Re-imagining rice, a crop that feeds the world
Rice is in trouble as Earth heats up, threatening the food and livelihood of billions of people. Sometimes there’s not enough rain when seedlings need water, or too much when the plants need to keep their heads above water. As the sea intrudes, salt ruins the crop. As nights warm, yields go down.
These hazards are forcing the world to find new ways to grow one of its most important crops. Rice farmers are shifting their planting calendars. Plant breeders are working on seeds to withstand high temperatures or salty soils.
Hardy heirloom varieties are being resurrected.
And where water is running low, as it is in so many parts of the world, farmers are letting their fields dry out on purpose, a strategy that also reduces methane, a potent greenhouse gas that rises from paddy fields.
The climate crisis is particularly distressing for small farmers with little land, which is the case for hundreds of millions of farmers in Asia. “They have to adapt,” said Pham Tan Dao, irrigation chief for Soc Trang, a coastal province in Vietnam, one of the biggest rice-producing countries in the world. “Otherwise they can’t live.”
In China, a study found that extreme rainfall had reduced rice yields over the past 20 years. India limited rice exports out of concern for having enough to feed its own people.
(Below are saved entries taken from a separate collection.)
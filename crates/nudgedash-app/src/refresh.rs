// Copyright 2026 Phillip Cloud
// Licensed under the Apache License, Version 2.0

use crate::{StatisticsPayload, SurfaceSet, table_id};
use thiserror::Error;
use tracing::{debug, info, warn};

/// Anything that can produce one statistics payload per call.
pub trait StatisticsSource {
    fn fetch_statistics(&self) -> anyhow::Result<StatisticsPayload>;
}

#[derive(Debug, Error)]
pub enum RefreshError {
    #[error("fetch statistics failed: {0:#}")]
    Fetch(anyhow::Error),
}

#[derive(Debug, Clone, PartialEq, Eq)]
pub struct TableUpdate {
    pub table: String,
    pub rows: usize,
}

#[derive(Debug, Clone, Default, PartialEq, Eq)]
pub struct RefreshReport {
    pub updated: Vec<TableUpdate>,
    pub skipped: Vec<String>,
}

impl RefreshReport {
    pub fn summary(&self) -> String {
        let mut out = format!(
            "refreshed {} {}",
            self.updated.len(),
            if self.updated.len() == 1 {
                "table"
            } else {
                "tables"
            }
        );
        if !self.skipped.is_empty() {
            out.push_str(&format!("; no table for {}", self.skipped.join(", ")));
        }
        out
    }
}

/// One refresh cycle: fetch once, then repopulate every matching table.
///
/// A failed fetch leaves every table untouched.
pub fn refresh_all<S, B>(source: &S, board: &mut B) -> Result<RefreshReport, RefreshError>
where
    S: StatisticsSource + ?Sized,
    B: SurfaceSet + ?Sized,
{
    let payload = source.fetch_statistics().map_err(|error| {
        warn!("statistics fetch failed: {error:#}");
        RefreshError::Fetch(error)
    })?;
    Ok(apply_payload(&payload, board))
}

/// Clears and repopulates each table named by a dataset in `payload`.
pub fn apply_payload<B>(payload: &StatisticsPayload, board: &mut B) -> RefreshReport
where
    B: SurfaceSet + ?Sized,
{
    let mut report = RefreshReport::default();
    for (name, dataset) in payload.iter() {
        let id = table_id(name);
        let Some(sink) = board.surface_mut(&id) else {
            warn!(dataset = name, table = %id, "no display table for dataset; skipping");
            report.skipped.push(id);
            continue;
        };

        debug!(table = %id, rows = dataset.data.len(), "updating table");
        sink.set_columns(&dataset.headers);
        sink.clear();
        for row in dataset.rows() {
            sink.add_row(row);
        }
        report.updated.push(TableUpdate {
            table: id,
            rows: dataset.data.len(),
        });
    }

    info!(
        updated = report.updated.len(),
        skipped = report.skipped.len(),
        "refresh cycle applied"
    );
    report
}

#[cfg(test)]
mod tests {
    use super::{RefreshError, RefreshReport, TableUpdate};

    #[test]
    fn summary_mentions_skipped_tables() {
        let report = RefreshReport {
            updated: vec![TableUpdate {
                table: "Github_Issue".to_owned(),
                rows: 3,
            }],
            skipped: vec!["Unknown_Table".to_owned(), "Other".to_owned()],
        };
        assert_eq!(
            report.summary(),
            "refreshed 1 table; no table for Unknown_Table, Other"
        );
    }

    #[test]
    fn summary_pluralizes() {
        assert_eq!(RefreshReport::default().summary(), "refreshed 0 tables");
    }

    #[test]
    fn fetch_error_message_keeps_context_chain() {
        let error = RefreshError::Fetch(
            anyhow::anyhow!("connection refused").context("cannot reach http://127.0.0.1:1"),
        );
        let message = error.to_string();
        assert!(message.contains("cannot reach http://127.0.0.1:1"));
        assert!(message.contains("connection refused"));
    }
}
In Pakistan, heat and floods destroyed harvests, while in California, a long drought led many farmers to fallow their fields.
Worldwide, rice production is projected to shrink this year, largely because of extreme weather.
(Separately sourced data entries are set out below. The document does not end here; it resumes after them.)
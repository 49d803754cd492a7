// Copyright 2026 Phillip Cloud
// Licensed under the Apache License, Version 2.0

use anyhow::{Context, Result, anyhow, bail};
use nudgedash_app::{DEFAULT_REFRESH_INTERVAL, NavigationState, TableBoard};
use nudgedash_client::DEFAULT_ENDPOINT;
use serde::Deserialize;
use std::env;
use std::fs;
use std::path::{Path, PathBuf};
use std::time::Duration;

pub const APP_NAME: &str = "nudgedash";
const CONFIG_VERSION: i64 = 1;
const CONFIG_PATH_ENV: &str = "NUDGEDASH_CONFIG_PATH";
const DEFAULT_TIMEOUT: &str = "10s";
const DEFAULT_INTERVAL: &str = "30s";
const MAX_DURATION: Duration = Duration::from_secs(24 * 60 * 60);

#[derive(Debug, Clone, Deserialize)]
pub struct Config {
    pub version: i64,
    #[serde(default)]
    pub source: Source,
    #[serde(default)]
    pub ui: Ui,
    #[serde(default)]
    pub log: Log,
    #[serde(default = "default_tables")]
    pub tables: Vec<TableDecl>,
}

impl Default for Config {
    fn default() -> Self {
        Self {
            version: CONFIG_VERSION,
            source: Source::default(),
            ui: Ui::default(),
            log: Log::default(),
            tables: default_tables(),
        }
    }
}

#[derive(Debug, Clone, Deserialize)]
pub struct Source {
    pub endpoint: Option<String>,
    pub interval: Option<String>,
    pub timeout: Option<String>,
}

impl Default for Source {
    fn default() -> Self {
        Self {
            endpoint: Some(DEFAULT_ENDPOINT.to_owned()),
            interval: Some(DEFAULT_INTERVAL.to_owned()),
            timeout: Some(DEFAULT_TIMEOUT.to_owned()),
        }
    }
}

#[derive(Debug, Clone, Deserialize)]
pub struct Ui {
    pub second_locked: Option<bool>,
    pub second_label: Option<String>,
    pub bottom: Option<bool>,
}

impl Default for Ui {
    fn default() -> Self {
        Self {
            second_locked: Some(true),
            second_label: Some("2".to_owned()),
            bottom: Some(false),
        }
    }
}

#[derive(Debug, Clone, Default, Deserialize)]
pub struct Log {
    pub path: Option<String>,
}

#[derive(Debug, Clone, PartialEq, Eq, Deserialize)]
pub struct TableDecl {
    pub id: String,
    pub step: usize,
}

fn default_tables() -> Vec<TableDecl> {
    [
        ("Github_Repository", 0),
        ("Github_Pull_Request", 1),
        ("Github_Issue", 2),
    ]
    .into_iter()
    .map(|(id, step)| TableDecl {
        id: id.to_owned(),
        step,
    })
    .collect()
}

impl Config {
    pub fn default_path() -> Result<PathBuf> {
        if let Some(path) = env::var_os(CONFIG_PATH_ENV) {
            return Ok(PathBuf::from(path));
        }

        let config_root = dirs::config_dir().ok_or_else(|| {
            anyhow!("cannot resolve config directory; set {CONFIG_PATH_ENV} to the config file")
        })?;

        let app_dir = config_root.join(APP_NAME);
        fs::create_dir_all(&app_dir)
            .with_context(|| format!("create config directory {}", app_dir.display()))?;
        Ok(app_dir.join("config.toml"))
    }

    pub fn load(path: &Path) -> Result<Self> {
        if !path.exists() {
            return Ok(Self::default());
        }

        let raw = fs::read_to_string(path)
            .with_context(|| format!("read config file {}", path.display()))?;
        let value: toml::Value = toml::from_str(&raw)
            .with_context(|| format!("parse TOML config {}", path.display()))?;

        let version = value
            .get("version")
            .and_then(toml::Value::as_integer)
            .ok_or_else(|| {
                anyhow!(
                    "config file {} has no version. Add `version = 1` at the top",
                    path.display()
                )
            })?;

        if version != CONFIG_VERSION {
            bail!(
                "unsupported config version {} in {}; expected version = 1",
                version,
                path.display()
            );
        }

        let config: Config = value
            .try_into()
            .with_context(|| format!("decode config {}", path.display()))?;
        config.validate(path)?;
        Ok(config)
    }

    fn validate(&self, path: &Path) -> Result<()> {
        if let Some(endpoint) = &self.source.endpoint {
            nudgedash_client::parse_endpoint(endpoint)
                .with_context(|| format!("source.endpoint in {}", path.display()))?;
        }

        for (key, raw) in [
            ("source.interval", &self.source.interval),
            ("source.timeout", &self.source.timeout),
        ] {
            if let Some(raw) = raw {
                let parsed = parse_duration(raw)?;
                if parsed <= Duration::ZERO {
                    bail!("{key} in {} must be positive, got {raw}", path.display());
                }
                if parsed > MAX_DURATION {
                    bail!("{key} in {} must be at most 24h, got {raw}", path.display());
                }
            }
        }

        if let Some(label) = &self.ui.second_label
            && label.trim().is_empty()
        {
            bail!("ui.second_label in {} must not be empty", path.display());
        }

        self.board()
            .with_context(|| format!("invalid [[tables]] in {}", path.display()))?;
        Ok(())
    }

    pub fn endpoint(&self) -> &str {
        self.source.endpoint.as_deref().unwrap_or(DEFAULT_ENDPOINT)
    }

    pub fn refresh_interval(&self) -> Result<Duration> {
        match &self.source.interval {
            Some(raw) => parse_duration(raw),
            None => Ok(DEFAULT_REFRESH_INTERVAL),
        }
    }

    pub fn timeout(&self) -> Result<Duration> {
        parse_duration(self.source.timeout.as_deref().unwrap_or(DEFAULT_TIMEOUT))
    }

    pub fn navigation(&self) -> NavigationState {
        NavigationState::new(
            self.ui.second_locked.unwrap_or(true),
            self.ui.second_label.as_deref().unwrap_or("2"),
            self.ui.bottom.unwrap_or(false),
        )
    }

    pub fn board(&self) -> Result<TableBoard> {
        let mut board = TableBoard::new();
        for table in &self.tables {
            board.declare(&table.id, table.step)?;
        }
        Ok(board)
    }

    pub fn log_path(&self) -> Result<PathBuf> {
        if let Some(path) = &self.log.path {
            return Ok(PathBuf::from(path));
        }
        let data_root = dirs::data_local_dir()
            .ok_or_else(|| anyhow!("cannot resolve data directory; set [log].path"))?;
        Ok(data_root.join(APP_NAME).join(format!("{APP_NAME}.log")))
    }

    pub fn example_config(path: &Path) -> String {
        let mut out = format!(
            "# nudgedash config\n# Place this file at: {}\n\nversion = 1\n\n[source]\nendpoint = \"{}\"\ninterval = \"{}\"\ntimeout = \"{}\"\n\n[ui]\nsecond_locked = true\nsecond_label = \"2\"\n# Show the step tabs below the tables.\nbottom = false\n\n[log]\n# Optional. Default is the platform data dir (for example ~/.local/share/nudgedash/nudgedash.log)\n# path = \"/absolute/path/to/nudgedash.log\"\n",
            path.display(),
            DEFAULT_ENDPOINT,
            DEFAULT_INTERVAL,
            DEFAULT_TIMEOUT,
        );
        out.push_str("\n# One entry per dataset; id is the dataset name with spaces replaced by `_`.\n");
        for table in default_tables() {
            out.push_str(&format!(
                "\n[[tables]]\nid = \"{}\"\nstep = {}\n",
                table.id, table.step
            ));
        }
        out
    }
}

fn parse_duration(raw: &str) -> Result<Duration> {
    if let Some(value) = raw.strip_suffix("ms") {
        let millis: u64 = value
            .parse()
            .with_context(|| format!("invalid duration {raw:?}"))?;
        return Ok(Duration::from_millis(millis));
    }
    if let Some(value) = raw.strip_suffix('s') {
        let secs: u64 = value
            .parse()
            .with_context(|| format!("invalid duration {raw:?}"))?;
        return Ok(Duration::from_secs(secs));
    }
    if let Some(value) = raw.strip_suffix('m') {
        let mins: u64 = value
            .parse()
            .with_context(|| format!("invalid duration {raw:?}"))?;
        let secs = mins
            .checked_mul(60)
            .ok_or_else(|| anyhow!("duration {raw:?} is too large"))?;
        return Ok(Duration::from_secs(secs));
    }

    bail!("invalid duration {raw:?}; use one of: <N>ms, <N>s, <N>m (for example 500ms or 30s)")
}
Today, Vietnam is preparing to take nearly 250,000 acres of land in the Mekong Delta, its rice bowl, out of production. Climate change is partly to blame, but also dams upstream on the Mekong River that choke the flow of fresh water. Some years, when the rains are paltry, rice farmers don’t even plant a third rice crop, as they had before, or they switch to shrimp, which is costly and can degrade the land further.
The challenges now are different from those 50 years ago. Then, the world needed to produce much more rice to stave off famine. High-yielding hybrid seeds, grown with chemical fertilisers, helped. In the Mekong Delta, farmers went on to produce as many as three harvests a year, feeding millions at home and abroad.
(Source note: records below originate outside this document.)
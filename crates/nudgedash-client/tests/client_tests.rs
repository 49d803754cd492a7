// Copyright 2026 Phillip Cloud
// Licensed under the Apache License, Version 2.0

use anyhow::{Result, anyhow};
use nudgedash_app::{CellValue, StatisticsSource, refresh_all};
use nudgedash_client::Client;
use nudgedash_testkit::{default_board, sample_payload_value};
use serde_json::json;
use std::thread;
use std::time::Duration;
use tiny_http::{Header, Response, Server};

fn json_response(body: String, status: u16) -> Response<std::io::Cursor<Vec<u8>>> {
    Response::from_string(body)
        .with_status_code(status)
        .with_header(
            Header::from_bytes("Content-Type", "application/json")
                .expect("valid content type header"),
        )
}

#[test]
fn unreachable_endpoint_names_server() {
    let client = Client::new(
        "http://127.0.0.1:1/statistics",
        Duration::from_millis(50),
    )
    .expect("client should initialize");

    let error = client
        .fetch_statistics()
        .expect_err("fetch should fail for unreachable endpoint");
    let message = error.to_string();
    assert!(message.contains("cannot reach http://127.0.0.1:1/statistics"));
    assert!(message.contains("nudgebot server"));
}

#[test]
fn fetch_decodes_statistics_from_mock_server() -> Result<()> {
    let server =
        Server::http("127.0.0.1:0").map_err(|error| anyhow!("start mock server: {error}"))?;
    let endpoint = format!("http://{}/statistics", server.server_addr());

    let handle = thread::spawn(move || {
        let request = server.recv().expect("request expected");
        assert_eq!(request.url(), "/statistics");
        assert_eq!(request.method(), &tiny_http::Method::Get);
        let body = json!({
            "Table A": {"headers": ["x", "y"], "data": [{"x": 1, "y": 2}]}
        })
        .to_string();
        request
            .respond(json_response(body, 200))
            .expect("response should succeed");
    });

    let client = Client::new(&endpoint, Duration::from_secs(1))?;
    let payload = client.fetch_statistics()?;
    let dataset = payload.get("Table A").expect("dataset present");
    assert_eq!(
        dataset.rows().collect::<Vec<_>>(),
        vec![vec![CellValue(json!(1)), CellValue(json!(2))]]
    );

    handle.join().expect("server thread should join");
    Ok(())
}

#[test]
fn server_error_status_is_reported() -> Result<()> {
    let server =
        Server::http("127.0.0.1:0").map_err(|error| anyhow!("start mock server: {error}"))?;
    let endpoint = format!("http://{}/statistics", server.server_addr());

    let handle = thread::spawn(move || {
        let request = server.recv().expect("request expected");
        request
            .respond(json_response(
                r#"{"error":"statistics not collected yet"}"#.to_owned(),
                503,
            ))
            .expect("response should succeed");
    });

    let client = Client::new(&endpoint, Duration::from_secs(1))?;
    let error = client
        .fetch_statistics()
        .expect_err("503 should surface as error");
    assert_eq!(
        error.to_string(),
        "server error (503): statistics not collected yet"
    );

    handle.join().expect("server thread should join");
    Ok(())
}

#[test]
fn malformed_body_is_a_decode_error() -> Result<()> {
    let server =
        Server::http("127.0.0.1:0").map_err(|error| anyhow!("start mock server: {error}"))?;
    let endpoint = format!("http://{}/statistics", server.server_addr());

    let handle = thread::spawn(move || {
        let request = server.recv().expect("request expected");
        request
            .respond(json_response("[1, 2, 3]".to_owned(), 200))
            .expect("response should succeed");
    });

    let client = Client::new(&endpoint, Duration::from_secs(1))?;
    let error = client
        .fetch_statistics()
        .expect_err("array body is not a payload");
    assert!(error.to_string().contains("decode statistics payload"));

    handle.join().expect("server thread should join");
    Ok(())
}

#[test]
fn client_drives_a_full_refresh_cycle() -> Result<()> {
    let server =
        Server::http("127.0.0.1:0").map_err(|error| anyhow!("start mock server: {error}"))?;
    let endpoint = format!("http://{}/statistics", server.server_addr());

    let handle = thread::spawn(move || {
        let request = server.recv().expect("request expected");
        request
            .respond(json_response(sample_payload_value().to_string(), 200))
            .expect("response should succeed");
    });

    let client = Client::new(&endpoint, Duration::from_secs(1))?;
    let source: &dyn StatisticsSource = &client;
    let mut board = default_board()?;
    let report = refresh_all(source, &mut board)?;

    assert_eq!(report.updated.len(), 3);
    assert!(report.skipped.is_empty());
    assert_eq!(
        board.get("Github_Repository").map(|table| table.rows.len()),
        Some(1)
    );

    handle.join().expect("server thread should join");
    Ok(())
}
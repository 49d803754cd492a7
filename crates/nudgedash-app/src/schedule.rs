// Copyright 2026 Phillip Cloud
// Licensed under the Apache License, Version 2.0

use std::time::{Duration, Instant};

pub const DEFAULT_REFRESH_INTERVAL: Duration = Duration::from_secs(30);

/// Decides when refresh cycles start and which finished cycles may still be
/// applied. Owned by whoever hosts the refresh loop; time is passed in.
#[derive(Debug, Clone, PartialEq, Eq)]
pub struct RefreshScheduler {
    interval: Duration,
    started: bool,
    // None after start means the interval runs past what `Instant` can hold.
    next_due: Option<Instant>,
    issued: u64,
    last_applied: Option<u64>,
}

impl RefreshScheduler {
    pub fn new(interval: Duration) -> Self {
        Self {
            interval,
            started: false,
            next_due: None,
            issued: 0,
            last_applied: None,
        }
    }

    pub fn interval(&self) -> Duration {
        self.interval
    }

    /// Returns a new cycle number when a refresh is due. The first call is
    /// always due.
    pub fn poll(&mut self, now: Instant) -> Option<u64> {
        if !self.started {
            self.started = true;
            self.next_due = now.checked_add(self.interval);
            return Some(self.issue());
        }
        let due = self.next_due?;
        if now < due {
            return None;
        }
        self.next_due = due
            .checked_add(self.interval)
            .filter(|next| *next > now)
            .or_else(|| now.checked_add(self.interval));
        Some(self.issue())
    }

    /// Starts a cycle immediately and restarts the interval from `now`.
    pub fn trigger(&mut self, now: Instant) -> u64 {
        self.started = true;
        self.next_due = now.checked_add(self.interval);
        self.issue()
    }

    pub fn next_due(&self) -> Option<Instant> {
        self.next_due
    }

    /// True when a newer cycle has already been applied.
    pub fn is_stale(&self, cycle: u64) -> bool {
        self.last_applied.is_some_and(|last| cycle <= last)
    }

    pub fn mark_applied(&mut self, cycle: u64) {
        if !self.is_stale(cycle) {
            self.last_applied = Some(cycle);
        }
    }

    pub fn last_applied(&self) -> Option<u64> {
        self.last_applied
    }

    fn issue(&mut self) -> u64 {
        self.issued += 1;
        self.issued
    }
}

impl Default for RefreshScheduler {
    fn default() -> Self {
        Self::new(DEFAULT_REFRESH_INTERVAL)
    }
}
// Copyright 2026 Phillip Cloud
// Licensed under the Apache License, Version 2.0

pub const STEP_COUNT: usize = 3;
pub const LAST_STEP: usize = STEP_COUNT - 1;

const LOCKED_STEP: usize = 1;
const DEFAULT_SECOND_LABEL: &str = "2";

/// Three-step tab view-model. Only `advance` and `retreat` move the index,
/// and both clamp it to `0..=LAST_STEP`.
#[derive(Debug, Clone, PartialEq, Eq)]
pub struct NavigationState {
    selected_index: usize,
    pub second_locked: bool,
    pub second_label: String,
    pub bottom: bool,
}

impl Default for NavigationState {
    fn default() -> Self {
        Self {
            selected_index: 0,
            second_locked: true,
            second_label: DEFAULT_SECOND_LABEL.to_owned(),
            bottom: false,
        }
    }
}

impl NavigationState {
    pub fn new(second_locked: bool, second_label: impl Into<String>, bottom: bool) -> Self {
        Self {
            selected_index: 0,
            second_locked,
            second_label: second_label.into(),
            bottom,
        }
    }

    pub const fn selected_index(&self) -> usize {
        self.selected_index
    }

    /// Returns true when the index moved.
    pub fn advance(&mut self) -> bool {
        let next = (self.selected_index + 1).min(LAST_STEP);
        let moved = next != self.selected_index;
        self.selected_index = next;
        moved
    }

    /// Returns true when the index moved.
    pub fn retreat(&mut self) -> bool {
        let next = self.selected_index.saturating_sub(1);
        let moved = next != self.selected_index;
        self.selected_index = next;
        moved
    }

    pub fn step_labels(&self) -> [String; STEP_COUNT] {
        ["1".to_owned(), self.second_label.clone(), "3".to_owned()]
    }

    pub fn is_locked(&self, step: usize) -> bool {
        step == LOCKED_STEP && self.second_locked
    }
}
Today, that very system of intensive production has created new problems worldwide. It has depleted aquifers, driven up fertiliser use, reduced the diversity of rice breeds that are planted, and polluted the air with the smoke of burning rice stubble. On top of that, there’s climate change: It has upended the rhvthm of sunshine and rain that rice depends on.
Perhaps most worrying, because rice is eaten every day by some of the world’s poorest, elevated carbon dioxide concentrations in the atmosphere deplete nutrients in each grain.
Rice faces another climate problem. It accounts for an estimated 8% of global methane emissions. That’s a fraction of the emissions from coal, oil and gas, which together account for 35% of methane emissions. But fossil fuels can be replaced by other energy sources. Rice, not so much. Rice is the staple grain for an estimated 3 billion people. It is biryani and pho, jollof and jambalaya – a source of tradition, and sustenance.
“We are in a fundamentally different moment,” said Lewis H. Ziska, a professor of environmental health sciences at Columbia University. “It’s a question of producing more with less. How do you do that in a way that’s sustainable?
How do you do that in a climate that’s changing?”